- Data listing
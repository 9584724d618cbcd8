//! Anomaly scorer — robust (MAD-based) deviation of the latest price move.
//!
//! score = |current_pct - median(returns)| / (1.4826 * MAD(returns))
//!
//! Works on fractional returns, so the score does not depend on the price
//! level. Severity tiers are a separate threshold map over the score.

use std::fmt;

use serde::{Deserialize, Serialize};

use crate::domain::PriceSeries;
use crate::quant::stats::{median, median_absolute_deviation};

/// Minimum history (bars) before a score is computed.
pub const MIN_BARS: usize = 20;

/// MAD substituted when the observed MAD is zero.
pub const MAD_FLOOR: f64 = 1e-6;

/// Scales MAD to a standard-deviation estimate under normality.
pub const MAD_SCALE: f64 = 1.4826;

pub const CRITICAL_THRESHOLD: f64 = 4.5;
pub const WARNING_THRESHOLD: f64 = 3.0;
pub const NOTICE_THRESHOLD: f64 = 2.0;

/// Anomaly score for one (symbol, evaluation time) pair.
#[derive(Debug, Clone, Copy, Default, PartialEq, Serialize, Deserialize)]
pub struct AnomalyResult {
    /// Unitless robust deviation, >= 0.
    pub score: f64,
    /// Signed move of the current price against the previous close, in percent.
    pub percent_change: f64,
}

impl AnomalyResult {
    /// The neutral result returned for insufficient history.
    pub const NEUTRAL: AnomalyResult = AnomalyResult {
        score: 0.0,
        percent_change: 0.0,
    };

    pub fn severity(&self) -> AnomalySeverity {
        AnomalySeverity::from_score(self.score)
    }
}

/// Alert tier derived from an anomaly score.
#[derive(Debug, Clone, Copy, Default, PartialEq, Eq, Hash, PartialOrd, Ord, Serialize, Deserialize)]
#[serde(rename_all = "snake_case")]
pub enum AnomalySeverity {
    #[default]
    Normal,
    Notice,
    Warning,
    Critical,
}

impl AnomalySeverity {
    /// Inclusive lower bounds, checked from the top down.
    pub fn from_score(score: f64) -> Self {
        if score >= CRITICAL_THRESHOLD {
            Self::Critical
        } else if score >= WARNING_THRESHOLD {
            Self::Warning
        } else if score >= NOTICE_THRESHOLD {
            Self::Notice
        } else {
            Self::Normal
        }
    }

    /// Ordinal level: 0 = Normal .. 3 = Critical.
    pub fn level(self) -> u8 {
        match self {
            Self::Normal => 0,
            Self::Notice => 1,
            Self::Warning => 2,
            Self::Critical => 3,
        }
    }

    pub fn from_level(level: u8) -> Option<Self> {
        match level {
            0 => Some(Self::Normal),
            1 => Some(Self::Notice),
            2 => Some(Self::Warning),
            3 => Some(Self::Critical),
            _ => None,
        }
    }

    /// True when this severity is above Normal and strictly above the
    /// previously stored one (no stored value reads as Normal).
    pub fn is_escalation(self, previous: Option<AnomalySeverity>) -> bool {
        self != Self::Normal && self > previous.unwrap_or_default()
    }

    pub fn label(self) -> &'static str {
        match self {
            Self::Normal => "normal",
            Self::Notice => "notice",
            Self::Warning => "warning",
            Self::Critical => "critical",
        }
    }
}

impl fmt::Display for AnomalySeverity {
    fn fmt(&self, f: &mut fmt::Formatter<'_>) -> fmt::Result {
        f.write_str(self.label())
    }
}

/// Score `current_price` against a series of completed bars.
///
/// The previous close is the series' last close. Fewer than `MIN_BARS`
/// bars, or a non-finite current price, give `AnomalyResult::NEUTRAL`.
pub fn score_anomaly(series: &PriceSeries, current_price: f64) -> AnomalyResult {
    if series.len() < MIN_BARS {
        tracing::debug!(
            symbol = series.symbol(),
            bars = series.len(),
            "anomaly: insufficient history, neutral score"
        );
        return AnomalyResult::NEUTRAL;
    }
    if !current_price.is_finite() {
        tracing::debug!(symbol = series.symbol(), "anomaly: non-finite current price");
        return AnomalyResult::NEUTRAL;
    }

    let returns = series.daily_returns();
    let Some(median_return) = median(&returns) else {
        return AnomalyResult::NEUTRAL;
    };
    let raw_mad = median_absolute_deviation(&returns, median_return).unwrap_or(0.0);

    let mad = if raw_mad == 0.0 {
        tracing::debug!(symbol = series.symbol(), "anomaly: zero MAD, using floor");
        MAD_FLOOR
    } else {
        raw_mad
    };
    let robust_sigma = MAD_SCALE * mad;

    let previous_close = series.last_close();
    let current_pct = (current_price - previous_close) / previous_close;

    AnomalyResult {
        score: (current_pct - median_return).abs() / robust_sigma,
        percent_change: current_pct * 100.0,
    }
}

/// Score when the series' last bar is the in-progress session.
///
/// The last bar is excluded from the return history, and the previous close
/// is the second-to-last close.
pub fn score_anomaly_intraday(series: &PriceSeries, current_price: f64) -> AnomalyResult {
    match series.truncated(series.len() - 1) {
        Some(history) => score_anomaly(&history, current_price),
        None => AnomalyResult::NEUTRAL,
    }
}
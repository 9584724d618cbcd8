//! Risk-adjusted momentum (time-series momentum over 20 bars).
//!
//! raw = (close[n-1] - close[n-20]) / close[n-20]
//! vol = sample std of the last 20 daily returns (0.01 when zero or undefined)
//! score = raw / vol

use super::stats::sample_std;
use crate::domain::PriceSeries;

pub const MOMENTUM_WINDOW: usize = 20;

/// Volatility substituted when the trailing std is zero or undefined.
pub const VOL_FLOOR: f64 = 0.01;

/// Signed momentum score; 0 with fewer than `MOMENTUM_WINDOW` bars.
pub fn momentum_score(series: &PriceSeries) -> f64 {
    let n = series.len();
    if n < MOMENTUM_WINDOW {
        tracing::debug!(symbol = series.symbol(), bars = n, "momentum: insufficient history");
        return 0.0;
    }
    let bars = series.bars();
    let past = bars[n - MOMENTUM_WINDOW].close;
    let raw_return = (bars[n - 1].close - past) / past;

    let returns = series.daily_returns();
    let vol = if returns.len() >= MOMENTUM_WINDOW {
        sample_std(&returns[returns.len() - MOMENTUM_WINDOW..])
    } else {
        None
    };
    let vol = match vol {
        Some(v) if v > 0.0 => v,
        _ => VOL_FLOOR,
    };
    raw_return / vol
}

- What you are asked to do
Every line above needs to be repeated exactly as shown.

- Task solution
repository 9584724d618cbcd8
//! Anomaly scorer — robust (MAD-based) deviation of the latest price move.
//!
//! score = |current_pct - median(returns)| / (1.4826 * MAD(returns))
//!
//! Works on fractional returns, so the score does not depend on the price
//! level. Severity tiers are a separate threshold map over the score.

use std::fmt;

use serde::{Deserialize, Serialize};

use crate::domain::PriceSeries;
use crate::quant::stats::{median, median_absolute_deviation};

/// Minimum history (bars) before a score is computed.
pub const MIN_BARS: usize = 20;

/// MAD substituted when the observed MAD is zero.
pub const MAD_FLOOR: f64 = 1e-6;

/// Scales MAD to a standard-deviation estimate under normality.
pub const MAD_SCALE: f64 = 1.4826;

pub const CRITICAL_THRESHOLD: f64 = 4.5;
pub const WARNING_THRESHOLD: f64 = 3.0;
pub const NOTICE_THRESHOLD: f64 = 2.0;

/// Anomaly score for one (symbol, evaluation time) pair.
#[derive(Debug, Clone, Copy, Default, PartialEq, Serialize, Deserialize)]
pub struct AnomalyResult {
    /// Unitless robust deviation, >= 0.
    pub score: f64,
    /// Signed move of the current price against the previous close, in percent.
    pub percent_change: f64,
}

impl AnomalyResult {
    /// The neutral result returned for insufficient history.
    pub const NEUTRAL: AnomalyResult = AnomalyResult {
        score: 0.0,
        percent_change: 0.0,
    };

    pub fn severity(&self) -> AnomalySeverity {
        AnomalySeverity::from_score(self.score)
    }
}

/// Alert tier derived from an anomaly score.
#[derive(Debug, Clone, Copy, Default, PartialEq, Eq, Hash, PartialOrd, Ord, Serialize, Deserialize)]
#[serde(rename_all = "snake_case")]
pub enum AnomalySeverity {
    #[default]
    Normal,
    Notice,
    Warning,
    Critical,
}

impl AnomalySeverity {
    /// Inclusive lower bounds, checked from the top down.
    pub fn from_score(score: f64) -> Self {
        if score >= CRITICAL_THRESHOLD {
            Self::Critical
        } else if score >= WARNING_THRESHOLD {
            Self::Warning
        } else if score >= NOTICE_THRESHOLD {
            Self::Notice
        } else {
            Self::Normal
        }
    }

    /// Ordinal level: 0 = Normal .. 3 = Critical.
    pub fn level(self) -> u8 {
        match self {
            Self::Normal => 0,
            Self::Notice => 1,
            Self::Warning => 2,
            Self::Critical => 3,
        }
    }

    pub fn from_level(level: u8) -> Option<Self> {
        match level {
            0 => Some(Self::Normal),
            1 => Some(Self::Notice),
            2 => Some(Self::Warning),
            3 => Some(Self::Critical),
            _ => None,
        }
    }

    /// True when this severity is above Normal and strictly above the
    /// previously stored one (no stored value reads as Normal).
    pub fn is_escalation(self, previous: Option<AnomalySeverity>) -> bool {
        self != Self::Normal && self > previous.unwrap_or_default()
    }

    pub fn label(self) -> &'static str {
        match self {
            Self::Normal => "normal",
            Self::Notice => "notice",
            Self::Warning => "warning",
            Self::Critical => "critical",
        }
    }
}

impl fmt::Display for AnomalySeverity {
    fn fmt(&self, f: &mut fmt::Formatter<'_>) -> fmt::Result {
        f.write_str(self.label())
    }
}

/// Score `current_price` against a series of completed bars.
///
/// The previous close is the series' last close. Fewer than `MIN_BARS`
/// bars, or a non-finite current price, give `AnomalyResult::NEUTRAL`.
pub fn score_anomaly(series: &PriceSeries, current_price: f64) -> AnomalyResult {
    if series.len() < MIN_BARS {
        tracing::debug!(
            symbol = series.symbol(),
            bars = series.len(),
            "anomaly: insufficient history, neutral score"
        );
        return AnomalyResult::NEUTRAL;
    }
    if !current_price.is_finite() {
        tracing::debug!(symbol = series.symbol(), "anomaly: non-finite current price");
        return AnomalyResult::NEUTRAL;
    }

    let returns = series.daily_returns();
    let Some(median_return) = median(&returns) else {
        return AnomalyResult::NEUTRAL;
    };
    let raw_mad = median_absolute_deviation(&returns, median_return).unwrap_or(0.0);

    let mad = if raw_mad == 0.0 {
        tracing::debug!(symbol = series.symbol(), "anomaly: zero MAD, using floor");
        MAD_FLOOR
    } else {
        raw_mad
    };
    let robust_sigma = MAD_SCALE * mad;

    let previous_close = series.last_close();
    let current_pct = (current_price - previous_close) / previous_close;

    AnomalyResult {
        score: (current_pct - median_return).abs() / robust_sigma,
        percent_change: current_pct * 100.0,
    }
}

/// Score when the series' last bar is the in-progress session.
///
/// The last bar is excluded from the return history, and the previous close
/// is the second-to-last close.
pub fn score_anomaly_intraday(series: &PriceSeries, current_price: f64) -> AnomalyResult {
    match series.truncated(series.len() - 1) {
        Some(history) => score_anomaly(&history, current_price),
        None => AnomalyResult::NEUTRAL,
    }
}
repository 9584724d618cbcd8
//! Risk-adjusted momentum (time-series momentum over 20 bars).
//!
//! raw = (close[n-1] - close[n-20]) / close[n-20]
//! vol = sample std of the last 20 daily returns (0.01 when zero or undefined)
//! score = raw / vol

use super::stats::sample_std;
use crate::domain::PriceSeries;

pub const MOMENTUM_WINDOW: usize = 20;

/// Volatility substituted when the trailing std is zero or undefined.
pub const VOL_FLOOR: f64 = 0.01;

/// Signed momentum score; 0 with fewer than `MOMENTUM_WINDOW` bars.
pub fn momentum_score(series: &PriceSeries) -> f64 {
    let n = series.len();
    if n < MOMENTUM_WINDOW {
        tracing::debug!(symbol = series.symbol(), bars = n, "momentum: insufficient history");
        return 0.0;
    }
    let bars = series.bars();
    let past = bars[n - MOMENTUM_WINDOW].close;
    let raw_return = (bars[n - 1].close - past) / past;

    let returns = series.daily_returns();
    let vol = if returns.len() >= MOMENTUM_WINDOW {
        sample_std(&returns[returns.len() - MOMENTUM_WINDOW..])
    } else {
        None
    };
    let vol = match vol {
        Some(v) if v > 0.0 => v,
        _ => VOL_FLOOR,
    };
    raw_return / vol
}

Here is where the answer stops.